**THE PROBLEM**. Would you return every line of the listing below that has "stored" in it?

++++++++++++++++++++

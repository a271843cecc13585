mod common;

use anyhow::Result;
use teller::domain::AccountId;
use teller::io::{replay, Exporter, LedgerSnapshot};

use common::test_service;

fn account_of(service: &teller::application::BankService, name: &str) -> AccountId {
    service
        .customers()
        .into_iter()
        .find(|c| c.name == name)
        .map(|c| c.account.id)
        .expect("customer should exist after replay")
}

#[test]
fn test_replay_applies_operations_in_order() -> Result<()> {
    let script = "\
op,customer,amount
open,John Doe,
deposit,John Doe,1000
withdraw,John Doe,500
";

    let mut service = test_service();
    let outcome = replay(&mut service, script.as_bytes())?;

    assert_eq!(outcome.applied, 3);
    assert!(outcome.errors.is_empty());

    let account_id = account_of(&service, "John Doe");
    assert_eq!(service.balance(account_id)?, 50_000);
    assert_eq!(service.history(account_id)?.len(), 2);
    Ok(())
}

#[test]
fn test_replay_collects_row_failures_and_keeps_going() -> Result<()> {
    let script = "\
op,customer,amount
open,John Doe,
deposit,John Doe,abc
deposit,Jane Roe,100
withdraw,John Doe,1
open,John Doe,
deposit,John Doe,20
";

    let mut service = test_service();
    let outcome = replay(&mut service, script.as_bytes())?;

    // Only the open and the final deposit applied.
    assert_eq!(outcome.applied, 2);
    assert_eq!(outcome.errors.len(), 4);
    assert_eq!(
        outcome.errors.iter().map(|e| e.line).collect::<Vec<_>>(),
        vec![3, 4, 5, 6]
    );

    let account_id = account_of(&service, "John Doe");
    assert_eq!(service.balance(account_id)?, 2_000);
    assert_eq!(service.customers().len(), 1);
    Ok(())
}

#[test]
fn test_replay_rejects_missing_amount() -> Result<()> {
    let script = "\
op,customer,amount
open,John Doe,
deposit,John Doe,
";

    let mut service = test_service();
    let outcome = replay(&mut service, script.as_bytes())?;

    assert_eq!(outcome.applied, 1);
    assert_eq!(outcome.errors.len(), 1);
    assert!(outcome.errors[0].error.contains("Missing amount"));
    Ok(())
}

#[test]
fn test_balances_csv_export() -> Result<()> {
    let script = "\
op,customer,amount
open,John Doe,
open,Jane Roe,
deposit,John Doe,1000
withdraw,John Doe,500
deposit,Jane Roe,12.34
";

    let mut service = test_service();
    replay(&mut service, script.as_bytes())?;

    let mut buffer = Vec::new();
    let count = Exporter::new(&service).export_balances_csv(&mut buffer)?;
    assert_eq!(count, 2);

    let jane = account_of(&service, "Jane Roe");
    let john = account_of(&service, "John Doe");
    let expected = format!(
        "customer,account,balance\nJane Roe,{},12.34\nJohn Doe,{},500.00\n",
        jane, john
    );
    assert_eq!(String::from_utf8(buffer)?, expected);
    Ok(())
}

#[test]
fn test_history_csv_export_row_count() -> Result<()> {
    let mut service = test_service();
    let account_id = service.open_account("John Doe");
    service.deposit(account_id, 100_000)?;
    service.withdraw(account_id, 50_000)?;

    let mut buffer = Vec::new();
    let count = Exporter::new(&service).export_history_csv(account_id, &mut buffer)?;
    assert_eq!(count, 2);

    let text = String::from_utf8(buffer)?;
    let lines: Vec<&str> = text.lines().collect();
    assert_eq!(lines.len(), 3); // header + two records
    assert!(lines[1].contains("deposit"));
    assert!(lines[2].contains("withdrawal"));
    Ok(())
}

#[test]
fn test_full_json_snapshot_round_trips() -> Result<()> {
    let mut service = test_service();
    let account_id = service.open_account("John Doe");
    service.deposit(account_id, 100_000)?;
    service.withdraw(account_id, 50_000)?;

    let mut buffer = Vec::new();
    let snapshot = Exporter::new(&service).export_full_json(&mut buffer)?;
    assert_eq!(snapshot.customers.len(), 1);
    assert_eq!(snapshot.transactions.len(), 2);

    let parsed: LedgerSnapshot = serde_json::from_slice(&buffer)?;
    assert_eq!(parsed.version, env!("CARGO_PKG_VERSION"));
    assert_eq!(parsed.customers.len(), 1);
    assert_eq!(parsed.customers[0].name, "John Doe");
    assert_eq!(parsed.customers[0].account.balance_cents(), 50_000);
    assert_eq!(parsed.transactions.len(), 2);
    Ok(())
}
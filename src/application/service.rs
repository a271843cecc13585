use crate::domain::{
    audit_balances, AccountId, AuditReport, Cents, Clock, Customer, IdSource, RandomIds,
    SystemClock, Transaction, TransactionKind,
};
use crate::storage::Repository;

use super::BankError;

/// Application service providing the bank's operations: open an account,
/// deposit, withdraw, query balances and history. This is the only write
/// path to the underlying repository.
///
/// A service starts with an empty ledger and is owned by its caller; state
/// lives for the lifetime of the value and is dropped with it. Mutating
/// operations take `&mut self`, so the balance read-modify-write is
/// exclusive by construction; callers sharing a service across threads
/// wrap it in a `Mutex`.
pub struct BankService {
    repo: Repository,
    ids: Box<dyn IdSource>,
    clock: Box<dyn Clock>,
}

impl Default for BankService {
    fn default() -> Self {
        Self::new()
    }
}

impl BankService {
    /// Empty ledger using random identifiers and the system clock.
    pub fn new() -> Self {
        Self::with_sources(Box::new(RandomIds), Box::new(SystemClock))
    }

    /// Empty ledger with caller-supplied id and clock sources. Tests pass
    /// deterministic sources here.
    pub fn with_sources(ids: Box<dyn IdSource>, clock: Box<dyn Clock>) -> Self {
        Self {
            repo: Repository::new(),
            ids,
            clock,
        }
    }

    // ========================
    // Customer operations
    // ========================

    /// Open an account for a new customer and return the account id.
    /// The display name is taken as given.
    pub fn open_account(&mut self, name: impl Into<String>) -> AccountId {
        let customer_id = self.ids.next_id();
        let account_id = self.ids.next_id();

        self.repo
            .insert_customer(Customer::new(customer_id, name, account_id));

        account_id
    }

    /// Look up the customer owning the given account.
    pub fn customer(&self, account_id: AccountId) -> Result<&Customer, BankError> {
        self.repo
            .customer(account_id)
            .ok_or(BankError::AccountNotFound(account_id))
    }

    /// All customers, in no particular order.
    pub fn customers(&self) -> Vec<&Customer> {
        self.repo.customers()
    }

    // ========================
    // Account operations
    // ========================

    /// Deposit into an account. On success the balance is increased and a
    /// deposit record is appended to the log; the record is returned.
    pub fn deposit(
        &mut self,
        account_id: AccountId,
        amount_cents: Cents,
    ) -> Result<Transaction, BankError> {
        let customer = self
            .repo
            .customer_mut(account_id)
            .ok_or(BankError::AccountNotFound(account_id))?;

        if amount_cents <= 0 {
            return Err(BankError::InvalidAmount(amount_cents));
        }

        customer.account.credit(amount_cents);
        Ok(self.record(account_id, TransactionKind::Deposit, amount_cents))
    }

    /// Withdraw from an account. Rejected without mutation when the amount
    /// exceeds the current balance, keeping the balance non-negative.
    pub fn withdraw(
        &mut self,
        account_id: AccountId,
        amount_cents: Cents,
    ) -> Result<Transaction, BankError> {
        let customer = self
            .repo
            .customer_mut(account_id)
            .ok_or(BankError::AccountNotFound(account_id))?;

        if amount_cents <= 0 {
            return Err(BankError::InvalidAmount(amount_cents));
        }

        if !customer.account.can_cover(amount_cents) {
            return Err(BankError::InsufficientBalance {
                account_id,
                balance_cents: customer.account.balance_cents(),
                requested_cents: amount_cents,
            });
        }

        customer.account.debit(amount_cents);
        Ok(self.record(account_id, TransactionKind::Withdrawal, amount_cents))
    }

    /// Current balance of an account. Read-only.
    pub fn balance(&self, account_id: AccountId) -> Result<Cents, BankError> {
        Ok(self.customer(account_id)?.account.balance_cents())
    }

    // ========================
    // Transaction log
    // ========================

    /// Transactions affecting an account, in the order they were recorded
    /// (the log is append-only, so recorded order is chronological order).
    /// An account with no activity yields an empty list; an unknown
    /// account is an error, consistent with `balance`.
    pub fn history(&self, account_id: AccountId) -> Result<Vec<Transaction>, BankError> {
        self.customer(account_id)?;
        Ok(self.repo.transactions_for_account(account_id))
    }

    /// The whole log across all accounts, in recorded order.
    pub fn transactions(&self) -> &[Transaction] {
        self.repo.transactions()
    }

    /// Check every stored balance against a replay of the transaction log.
    pub fn check(&self) -> AuditReport {
        let stored: Vec<(AccountId, Cents)> = self
            .repo
            .customers()
            .into_iter()
            .map(|c| (c.account.id, c.account.balance_cents()))
            .collect();

        audit_balances(&stored, self.repo.transactions())
    }

    /// Append a freshly stamped record for a mutation that already
    /// happened. Must only be called after the balance change succeeded.
    fn record(
        &mut self,
        account_id: AccountId,
        kind: TransactionKind,
        amount_cents: Cents,
    ) -> Transaction {
        let transaction = Transaction::new(
            self.ids.next_id(),
            account_id,
            kind,
            amount_cents,
            self.clock.now(),
        );
        self.repo.append_transaction(transaction.clone());
        transaction
    }
}
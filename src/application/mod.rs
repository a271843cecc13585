// Application layer - the bank's operations and their error taxonomy.

pub mod error;
pub mod service;

pub use error::*;
pub use service::*;
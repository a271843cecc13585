use uuid::Uuid;

/// Source of identifiers for customers, accounts, and transactions.
/// Injected into the service so tests can substitute a deterministic
/// sequence for the random default.
pub trait IdSource {
    fn next_id(&mut self) -> Uuid;
}

/// Random v4 identifiers. Within a process lifetime a collision is
/// vanishingly unlikely; the repository treats one as a fatal invariant
/// violation rather than handling it.
#[derive(Debug, Clone, Copy, Default)]
pub struct RandomIds;

impl IdSource for RandomIds {
    fn next_id(&mut self) -> Uuid {
        Uuid::new_v4()
    }
}

/// Deterministic identifiers for tests: 1, 2, 3, ... encoded as uuids.
#[derive(Debug, Clone, Copy, Default)]
pub struct SequentialIds {
    next: u128,
}

impl IdSource for SequentialIds {
    fn next_id(&mut self) -> Uuid {
        self.next += 1;
        Uuid::from_u128(self.next)
    }
}
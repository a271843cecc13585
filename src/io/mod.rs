pub mod export;
pub mod script;

pub use export::*;
pub use script::*;
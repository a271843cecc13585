use thiserror::Error;

/// Money is represented as integer cents to avoid floating-point precision
/// issues. A balance of 1250.00 is stored as 125000 cents.
pub type Cents = i64;

/// Format cents as a decimal string.
/// Example: 125000 -> "1250.00", 5 -> "0.05"
pub fn format_cents(cents: Cents) -> String {
    let sign = if cents < 0 { "-" } else { "" };
    let abs = cents.abs();
    format!("{}{}.{:02}", sign, abs / 100, abs % 100)
}

/// Parse a decimal amount into cents. Accepts "1000", "12.5", "12.50".
/// Negative amounts and more than two decimal digits are rejected; the
/// ledger's operations never take signed input.
pub fn parse_cents(input: &str) -> Result<Cents, ParseAmountError> {
    let input = input.trim();
    if input.is_empty() {
        return Err(ParseAmountError::Empty);
    }

    let (units_str, decimals_str) = match input.split_once('.') {
        Some((units, decimals)) => (units, decimals),
        None => (input, ""),
    };

    let units: Cents = if units_str.is_empty() {
        0
    } else {
        units_str
            .parse()
            .map_err(|_| ParseAmountError::InvalidFormat)?
    };
    if units < 0 || units_str.starts_with('-') || units_str.starts_with('+') {
        return Err(ParseAmountError::InvalidFormat);
    }

    let decimal_cents: Cents = match decimals_str.len() {
        0 => 0,
        // "12.5" means 12.50
        1 => {
            decimals_str
                .parse::<Cents>()
                .map_err(|_| ParseAmountError::InvalidFormat)?
                * 10
        }
        2 => decimals_str
            .parse()
            .map_err(|_| ParseAmountError::InvalidFormat)?,
        _ => return Err(ParseAmountError::TooManyDecimals),
    };

    units
        .checked_mul(100)
        .and_then(|c| c.checked_add(decimal_cents))
        .ok_or(ParseAmountError::Overflow)
}

#[derive(Error, Debug, Clone, PartialEq, Eq)]
pub enum ParseAmountError {
    #[error("empty amount")]
    Empty,

    #[error("invalid amount format")]
    InvalidFormat,

    #[error("amounts have at most two decimal digits")]
    TooManyDecimals,

    #[error("amount out of range")]
    Overflow,
}
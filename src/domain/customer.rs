use serde::{Deserialize, Serialize};
use uuid::Uuid;

use super::{Account, AccountId};

pub type CustomerId = Uuid;

/// A bank customer. Every customer owns exactly one account, opened
/// together with the customer record and sharing its lifetime.
#[derive(Debug, Clone, Serialize, Deserialize)]
pub struct Customer {
    pub id: CustomerId,
    pub name: String,
    pub account: Account,
}

impl Customer {
    pub fn new(id: CustomerId, name: impl Into<String>, account_id: AccountId) -> Self {
        Self {
            id,
            name: name.into(),
            account: Account::new(account_id),
        }
    }

    pub fn account_id(&self) -> AccountId {
        self.account.id
    }
}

++++++++++++++++++++

**ANSWER SPACE**.
    /// Check every stored balance against a replay of the transaction log.
        let stored: Vec<(AccountId, Cents)> = self
        audit_balances(&stored, self.repo.transactions())
/// issues. A balance of 1250.00 is stored as 125000 cents.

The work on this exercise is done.